Covariates included age, body mass index (BMI), alcohol use (no heavy use/heavy use at least once during the previous 12 months), smoking (yes/no), and physical activity (moderate or vigorous, no vigorous but at least moderate, or vigorous). For women, information about being pregnant (yes/no) was also included in the analysis.

2.3. Statistical analysis

Modelling was performed in R Statistical Software (version 3.6.1) using the svyglm function [22]. The complete code is freely available on GitHub (https://github.com/Gluschkoff/tst-depr). Statistical significance for all tests was set at p ​< ​.05, and all tests were two-tailed. Given the exploratory nature of the study, nonsignificant associations with p values ​< ​.10 are also noted.
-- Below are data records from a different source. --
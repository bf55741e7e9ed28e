use chrono::{DateTime, Utc};
use serde::{Deserialize, Serialize};
use std::collections::{HashMap, VecDeque};
use uuid::Uuid;

/// Maximum number of performance samples retained per agent.
pub const PERFORMANCE_HISTORY_LIMIT: usize = 100;

/// Priority band of a task. Higher bands are always dequeued first.
#[derive(
    Debug, Clone, Copy, PartialEq, Eq, PartialOrd, Ord, Hash, Serialize, Deserialize, Default,
)]
#[serde(rename_all = "lowercase")]
pub enum TaskPriority {
    /// Background work, served last.
    Low,
    /// Default band.
    #[default]
    Normal,
    /// Served before normal traffic.
    High,
    /// Served before everything else.
    Critical,
}

impl std::fmt::Display for TaskPriority {
    fn fmt(&self, f: &mut std::fmt::Formatter<'_>) -> std::fmt::Result {
        match self {
            TaskPriority::Low => write!(f, "low"),
            TaskPriority::Normal => write!(f, "normal"),
            TaskPriority::High => write!(f, "high"),
            TaskPriority::Critical => write!(f, "critical"),
        }
    }
}

/// A unit of work routed to exactly one agent.
///
/// Immutable once submitted, except for `retry_count` which the distributor
/// increments when the task is re-queued after an agent loss.
#[derive(Debug, Clone, Serialize, Deserialize)]
pub struct Task {
    /// Caller-supplied identifier.
    pub id: String,
    /// Task type, matched against agent specialization scores.
    pub task_type: String,
    /// Priority band.
    pub priority: TaskPriority,
    /// Opaque payload forwarded to the executing agent.
    #[serde(default)]
    pub payload: HashMap<String, serde_json::Value>,
    /// Capability tags an agent must advertise to receive this task.
    #[serde(default)]
    pub required_capabilities: Vec<String>,
    /// Optional deadline; informational only.
    #[serde(default)]
    pub deadline: Option<DateTime<Utc>>,
    /// Times this task has been re-queued after a failed assignment.
    #[serde(default)]
    pub retry_count: u32,
    /// Re-queue budget before the task is permanently failed.
    #[serde(default = "default_max_retries")]
    pub max_retries: u32,
    /// Estimated processing time in milliseconds.
    #[serde(default)]
    pub estimated_duration_ms: u64,
    /// Submission timestamp.
    pub created_at: DateTime<Utc>,
}

fn default_max_retries() -> u32 {
    3
}

impl Task {
    /// Create a task with default priority and retry budget.
    pub fn new(id: impl Into<String>, task_type: impl Into<String>) -> Self {
        Self {
            id: id.into(),
            task_type: task_type.into(),
            priority: TaskPriority::Normal,
            payload: HashMap::new(),
            required_capabilities: Vec::new(),
            deadline: None,
            retry_count: 0,
            max_retries: default_max_retries(),
            estimated_duration_ms: 0,
            created_at: Utc::now(),
        }
    }

    /// Set the priority band.
    pub fn with_priority(mut self, priority: TaskPriority) -> Self {
        self.priority = priority;
        self
    }

    /// Attach an opaque payload.
    pub fn with_payload(mut self, payload: HashMap<String, serde_json::Value>) -> Self {
        self.payload = payload;
        self
    }

    /// Require capability tags of the executing agent.
    pub fn with_required_capabilities(mut self, capabilities: Vec<String>) -> Self {
        self.required_capabilities = capabilities;
        self
    }

    /// Set the re-queue budget.
    pub fn with_max_retries(mut self, max_retries: u32) -> Self {
        self.max_retries = max_retries;
        self
    }

    /// Set the estimated processing time.
    pub fn with_estimated_duration_ms(mut self, ms: u64) -> Self {
        self.estimated_duration_ms = ms;
        self
    }

    /// Whether the retry budget still allows another re-queue.
    pub fn can_retry(&self) -> bool {
        self.retry_count <= self.max_retries
    }
}

/// Availability state of a registered agent.
#[derive(Debug, Clone, Copy, PartialEq, Eq, Serialize, Deserialize)]
#[serde(rename_all = "lowercase")]
pub enum AgentStatus {
    /// Accepting new assignments.
    Available,
    /// At capacity; no new assignments until load drops.
    Busy,
    /// Over a soft limit; excluded from routing.
    Overloaded,
    /// Missed its heartbeat window; in-flight work gets reassigned.
    Offline,
    /// Administratively removed from routing.
    Maintenance,
}

impl std::fmt::Display for AgentStatus {
    fn fmt(&self, f: &mut std::fmt::Formatter<'_>) -> std::fmt::Result {
        match self {
            AgentStatus::Available => write!(f, "available"),
            AgentStatus::Busy => write!(f, "busy"),
            AgentStatus::Overloaded => write!(f, "overloaded"),
            AgentStatus::Offline => write!(f, "offline"),
            AgentStatus::Maintenance => write!(f, "maintenance"),
        }
    }
}

/// One completed-assignment sample in an agent's rolling history.
#[derive(Debug, Clone, Copy, Serialize, Deserialize)]
pub struct PerformanceSample {
    /// Wall-clock processing time of the assignment.
    pub duration_ms: u64,
    /// Whether the assignment completed without error.
    pub success: bool,
    /// When the sample was recorded.
    pub recorded_at: DateTime<Utc>,
}

/// Registry entry for a worker agent. Mutated only by the distributor.
#[derive(Debug, Clone, Serialize, Deserialize)]
pub struct AgentRecord {
    /// Unique agent identifier.
    pub id: String,
    /// Agent type label (e.g. "rule_engine", "ml_scorer").
    pub agent_type: String,
    /// Capability tags the agent advertises.
    #[serde(default)]
    pub capabilities: Vec<String>,
    /// Concurrent-assignment capacity.
    pub max_concurrent: u32,
    /// Assignments currently in flight on this agent.
    #[serde(default)]
    pub current_load: u32,
    /// Rolling average processing time in milliseconds.
    #[serde(default)]
    pub avg_processing_time_ms: f64,
    /// Rolling success rate over the bounded history, in [0, 1].
    #[serde(default = "default_success_rate")]
    pub success_rate: f64,
    /// Last liveness signal.
    pub last_heartbeat: DateTime<Utc>,
    /// Availability state.
    pub status: AgentStatus,
    /// Per-task-type suitability scores in [0, 1].
    #[serde(default)]
    pub specialization: HashMap<String, f64>,
    /// Bounded rolling history of completed assignments.
    #[serde(default)]
    pub performance_history: VecDeque<PerformanceSample>,
}

fn default_success_rate() -> f64 {
    1.0
}

impl AgentRecord {
    /// Create a registry entry with full capacity and a fresh heartbeat.
    pub fn new(id: impl Into<String>, agent_type: impl Into<String>, max_concurrent: u32) -> Self {
        Self {
            id: id.into(),
            agent_type: agent_type.into(),
            capabilities: Vec::new(),
            max_concurrent: max_concurrent.max(1),
            current_load: 0,
            avg_processing_time_ms: 0.0,
            success_rate: 1.0,
            last_heartbeat: Utc::now(),
            status: AgentStatus::Available,
            specialization: HashMap::new(),
            performance_history: VecDeque::new(),
        }
    }

    /// Set the advertised capability tags.
    pub fn with_capabilities(mut self, capabilities: Vec<String>) -> Self {
        self.capabilities = capabilities;
        self
    }

    /// Set per-task-type suitability scores (clamped to [0, 1]).
    pub fn with_specialization(mut self, specialization: HashMap<String, f64>) -> Self {
        self.specialization = specialization
            .into_iter()
            .map(|(k, v)| (k, v.clamp(0.0, 1.0)))
            .collect();
        self
    }

    /// Whether the agent can accept another assignment right now.
    pub fn is_eligible(&self) -> bool {
        self.status == AgentStatus::Available && self.current_load < self.max_concurrent
    }

    /// Whether the agent advertises every capability the task requires.
    pub fn has_capabilities(&self, task: &Task) -> bool {
        task.required_capabilities
            .iter()
            .all(|c| self.capabilities.contains(c))
    }

    /// Load fraction in [0, 1].
    pub fn load_fraction(&self) -> f64 {
        f64::from(self.current_load) / f64::from(self.max_concurrent)
    }

    /// Suitability score for a task type, defaulting to 0.5 when unset.
    pub fn specialization_for(&self, task_type: &str) -> f64 {
        self.specialization.get(task_type).copied().unwrap_or(0.5)
    }

    /// Record a completed assignment, keeping the history bounded and
    /// recomputing the rolling average and success rate.
    pub fn record_completion(&mut self, duration_ms: u64, success: bool) {
        self.performance_history.push_back(PerformanceSample {
            duration_ms,
            success,
            recorded_at: Utc::now(),
        });
        while self.performance_history.len() > PERFORMANCE_HISTORY_LIMIT {
            self.performance_history.pop_front();
        }

        let count = self.performance_history.len() as f64;
        let total_ms: u64 = self.performance_history.iter().map(|s| s.duration_ms).sum();
        let successes = self.performance_history.iter().filter(|s| s.success).count();
        self.avg_processing_time_ms = total_ms as f64 / count;
        self.success_rate = successes as f64 / count;
    }
}

/// Lifecycle state of a task assignment.
#[derive(Debug, Clone, Copy, PartialEq, Eq, Serialize, Deserialize)]
#[serde(rename_all = "lowercase")]
pub enum AssignmentStatus {
    /// Handed to an agent, result not yet reported.
    Active,
    /// Finished without error.
    Completed,
    /// Finished with an error, or permanently failed after retries ran out.
    Failed,
}

/// Binding of one task to one agent, moving through active → completed maps.
#[derive(Debug, Clone, Serialize, Deserialize)]
pub struct TaskAssignment {
    /// Assignment identifier.
    pub id: Uuid,
    /// The task being executed. Owned by the assignment once routed.
    pub task: Task,
    /// The agent the task was routed to.
    pub agent_id: String,
    /// When the assignment was created.
    pub assigned_at: DateTime<Utc>,
    /// When the agent reported starting, if it did.
    #[serde(default)]
    pub started_at: Option<DateTime<Utc>>,
    /// When the assignment reached a terminal state.
    #[serde(default)]
    pub completed_at: Option<DateTime<Utc>>,
    /// Result payload reported by the agent.
    #[serde(default)]
    pub result: Option<serde_json::Value>,
    /// Error reported by the agent, or the terminal reassignment failure.
    #[serde(default)]
    pub error: Option<String>,
    /// Lifecycle state.
    pub status: AssignmentStatus,
}

impl TaskAssignment {
    /// Create an active assignment binding `task` to `agent_id`.
    pub fn new(task: Task, agent_id: impl Into<String>) -> Self {
        Self {
            id: Uuid::new_v4(),
            task,
            agent_id: agent_id.into(),
            assigned_at: Utc::now(),
            started_at: None,
            completed_at: None,
            result: None,
            error: None,
            status: AssignmentStatus::Active,
        }
    }

    /// Wall-clock duration from assignment to completion, in milliseconds.
    pub fn duration_ms(&self) -> Option<u64> {
        self.completed_at.map(|done| {
            (done - self.assigned_at)
                .num_milliseconds()
                .max(0) as u64
        })
    }
}

/// Auto-scaling recommendation derived from aggregate pool utilization.
///
/// Advisory only — the distributor never provisions resources.
#[derive(Debug, Clone, Copy, PartialEq, Eq, Serialize, Deserialize, Default)]
#[serde(rename_all = "snake_case")]
pub enum ScaleSignal {
    /// Pool utilization above the scale-up threshold.
    Up,
    /// Pool utilization below the scale-down threshold.
    Down,
    /// Utilization within the configured band.
    #[default]
    Steady,
}

/// Read-only per-agent slice of a metrics snapshot.
#[derive(Debug, Clone, Serialize, Deserialize)]
pub struct AgentLoadSnapshot {
    /// Agent identifier.
    pub id: String,
    /// Availability state at snapshot time.
    pub status: AgentStatus,
    /// In-flight assignments.
    pub current_load: u32,
    /// Capacity.
    pub max_concurrent: u32,
    /// Rolling success rate.
    pub success_rate: f64,
    /// Rolling average processing time.
    pub avg_processing_time_ms: f64,
}

/// Read-only distributor metrics snapshot.
#[derive(Debug, Clone, Serialize, Deserialize)]
pub struct DispatchMetrics {
    /// Tasks waiting in the queue.
    pub queue_depth: usize,
    /// Assignments currently in flight.
    pub active_assignments: usize,
    /// Assignments in the completed map (within retention).
    pub completed_assignments: usize,
    /// Per-task-type submission counters.
    pub tasks_by_type: HashMap<String, u64>,
    /// Per-agent load and quality figures.
    pub agents: Vec<AgentLoadSnapshot>,
    /// Success rate across all completed assignments since start.
    pub aggregate_success_rate: f64,
    /// Tasks lost to queue overflow during re-queue attempts.
    pub dropped_tasks: u64,
    /// Average assignment duration over the rolling window.
    pub rolling_avg_assignment_ms: f64,
    /// Current auto-scaling recommendation.
    pub scale_signal: ScaleSignal,
}

/// Read-only distributor status snapshot.
#[derive(Debug, Clone, Serialize, Deserialize)]
pub struct DispatchStatus {
    /// Whether the routing and monitoring loops are running.
    pub running: bool,
    /// Active routing strategy name.
    pub strategy: String,
    /// Registered agents.
    pub agent_count: usize,
    /// Tasks waiting in the queue.
    pub queue_depth: usize,
    /// Assignments currently in flight.
    pub active_assignments: usize,
    /// Assignments in the completed map.
    pub completed_assignments: usize,
}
Linear regression models were fitted to examine the sex-specific associations of total testosterone with depression sum score and logistic regression for associations with specific symptoms of depression. We first examined the associations of low total testosterone. For this analysis, total testosterone levels were dichotomized into low and normal categories (cut-off <300 ​ng/dL for men and <15 ​ng/dL for women) [18,19,23]. To accommodate for more complex, potential non-linear associations, we next used restricted (also known as natural) cubic splines to model the distribution of total testosterone (see Ref. [24].) A spline is constructed of piecewise polynomials which pass through a set of data values (i.e., knots). The spline included two boundary knots (the lowest and highest values of testosterone) and two internal knots that were placed at the 33rd and 66th percentiles of total testosterone (316.83 and 456.73 for men, 14.75 and 24.30 for women). Statistical significance of the overall effect of total testosterone was tested with a Wald test.

After fitting unadjusted models, we adjusted for the effects of age, BMI, alcohol use, smoking, physical activity (men and women), and pregnancy status (women). As a sensitivity analysis, we repeated all the analysis in the subsets of men and women who screened positive for at least mild depression (PHQ9 sum score ​> ​4). We also assessed the sensitivity of our results to an alternative coding strategy where we used log-transformed testosterone values instead of raw concentrations.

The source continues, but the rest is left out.